Repetitive Thought about an Aversive Learning Experience Maintains Conditioned Responding
Author(s) -
Els Joos,
Debora Vansteenwegen,
Dirk Hermans
Publication year - 2012
Publication title -
journal of experimental psychopathology
Language(s) - English
Resource type - Journals
SCImago Journal Rank - 0.711
H-Index - 10
ISSN - 2043-8087
DOI - 10.5127/jep.020811
Subject(s) - psychology , classical conditioning , expectancy theory , fear conditioning , anxiety , cognitive psychology , neutral stimulus , measures of conditioned emotional response , unconditioned stimulus , stimulus (psychology) , engram , arousal , conditioning , binocular rivalry , aversive stimulus , neuroscience , social psychology , perception , visual perception , stimulus control , statistics , mathematics , psychiatry , nicotine
Clinical anxiety is often believed to be based on fear conditioning, a procedure of pairing an originally neutral stimulus (conditioned stimulus, CS) with an aversive unconditioned stimulus (US), which results in the CS eliciting a conditioned fear response in the absence of the US. Recently, it was shown that repeatedly thinking about an aversive conditioning event maintains subsequent fear responding. A crucial question is how such effects should be interpreted. Does rehearsal of a CS-US-contingency result in a strengthened memory trace of the conditioning experience or in changes in the US-representation (e.g., US-inflation or increased US-coherence)? The current study was set up to investigate the underlying mechanism of this rehearsal effect. After acquisition training with two CS+s paired with the same US, participants rehearsed one of both CS-US-contingencies. The CS+ that was part of the rehearsed contingency elicited more US-expectancy than the CS+ that was not rehearsed.

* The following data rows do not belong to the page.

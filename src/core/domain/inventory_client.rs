//! Read-only view of the inventory needed to build a storage report.

use crate::core::domain::{
    error::VsphereResult,
    model::{
        inventory::{ClusterRef, DatacenterRef, DatastoreDetails, StoragePod},
        managed_object::ManagedObjectReference,
    },
};
use async_trait::async_trait;
#[cfg(test)]
use mockall::automock;

/// One way of locating a datacenter's datastore folder.
#[derive(Debug, Clone, Copy, PartialEq, Eq)]
pub enum FolderLookup {
    /// A child of the datacenter with the given name.
    Relative(&'static str),
    /// The constructed inventory path `<datacenter path>/datastore`.
    InventoryPath,
}

/// Lookups tried in order when discovering datastore folders; the first
/// one that succeeds with a non-empty result wins.
pub const DATASTORE_FOLDER_LOOKUPS: [FolderLookup; 3] = [
    FolderLookup::Relative("datastores"),
    FolderLookup::Relative("datastore"),
    FolderLookup::InventoryPath,
];

/// Narrow read interface over the inventory API.
///
/// Every call may fail with a connectivity or permission error; callers
/// decide whether that aborts the run or only degrades one cluster.
#[cfg_attr(test, automock)]
#[async_trait]
pub trait InventoryClient: Send + Sync {
    /// All datacenters below the inventory root, in traversal order.
    async fn list_datacenters(&self) -> VsphereResult<Vec<DatacenterRef>>;

    /// Compute clusters of a datacenter.
    async fn list_clusters(&self, datacenter: &DatacenterRef) -> VsphereResult<Vec<ClusterRef>>;

    /// Datastore folders found by a single lookup strategy.
    async fn find_datastore_folders(
        &self,
        datacenter: &DatacenterRef,
        lookup: FolderLookup,
    ) -> VsphereResult<Vec<ManagedObjectReference>>;

    /// Datastore clusters directly inside a folder, with their members.
    async fn list_storage_pods(
        &self,
        folder: &ManagedObjectReference,
    ) -> VsphereResult<Vec<StoragePod>>;

    /// Datastores reachable by a compute cluster.
    async fn get_cluster_datastores(
        &self,
        cluster: &ClusterRef,
    ) -> VsphereResult<Vec<ManagedObjectReference>>;

    /// Name and capacity of each datastore, in the order requested.
    async fn get_datastore_details(
        &self,
        datastores: &[ManagedObjectReference],
    ) -> VsphereResult<Vec<DatastoreDetails>>;
}
//! Output sink selecting the report mode once per run.

use super::render::{cluster_lines, render_json};
use crate::{
    config::OutputFormat,
    core::domain::{
        error::VsphereResult,
        model::report::{ClusterReport, DatacenterReport},
    },
};
use std::io::Write;

/// Writes the report either as streamed text or as one JSON document.
///
/// In text mode every cluster is printed as soon as it is pushed. In JSON
/// mode clusters are accumulated and the document is written by `finish`.
pub struct ReportWriter<W: Write> {
    format: OutputFormat,
    out: W,
    report: DatacenterReport,
}

impl<W: Write> ReportWriter<W> {
    pub fn new(format: OutputFormat, datacenter: impl Into<String>, out: W) -> Self {
        Self {
            format,
            out,
            report: DatacenterReport::new(datacenter),
        }
    }

    /// Announces the datacenter (text mode only).
    pub fn begin(&mut self) -> VsphereResult<()> {
        if self.format == OutputFormat::Text {
            writeln!(self.out, "Using datacenter: {}", self.report.datacenter)?;
        }
        Ok(())
    }

    /// Notes that the datacenter has no compute clusters.
    pub fn no_clusters(&mut self) -> VsphereResult<()> {
        if self.format == OutputFormat::Text {
            writeln!(self.out, "No clusters found in the selected datacenter.")?;
        }
        Ok(())
    }

    /// Adds one resolved cluster.
    pub fn push(&mut self, cluster: ClusterReport) -> VsphereResult<()> {
        match self.format {
            OutputFormat::Text => {
                for line in cluster_lines(&cluster) {
                    writeln!(self.out, "{}", line)?;
                }
            }
            OutputFormat::Json => self.report.push(cluster),
        }
        Ok(())
    }

    /// Writes the JSON document (JSON mode) and flushes the output.
    pub fn finish(&mut self) -> VsphereResult<()> {
        if self.format == OutputFormat::Json {
            let document = render_json(&self.report)?;
            writeln!(self.out, "{}", document)?;
        }
        self.out.flush()?;
        Ok(())
    }

    /// Clusters accumulated so far (JSON mode).
    pub fn report(&self) -> &DatacenterReport {
        &self.report
    }

    pub fn into_inner(self) -> W {
        self.out
    }
}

As changes in the US-representation could not explain our data, we suggest that a strengthening of the memory trace of the CS-US-association underlies this effect. Repetitive thought about a conditioning experience seems to result in sustained conditioned responding due to a strengthened CS-US-association. We propose that the repetitive nature of thought processes such as worry might partly explain its unconstructive role in anxiety.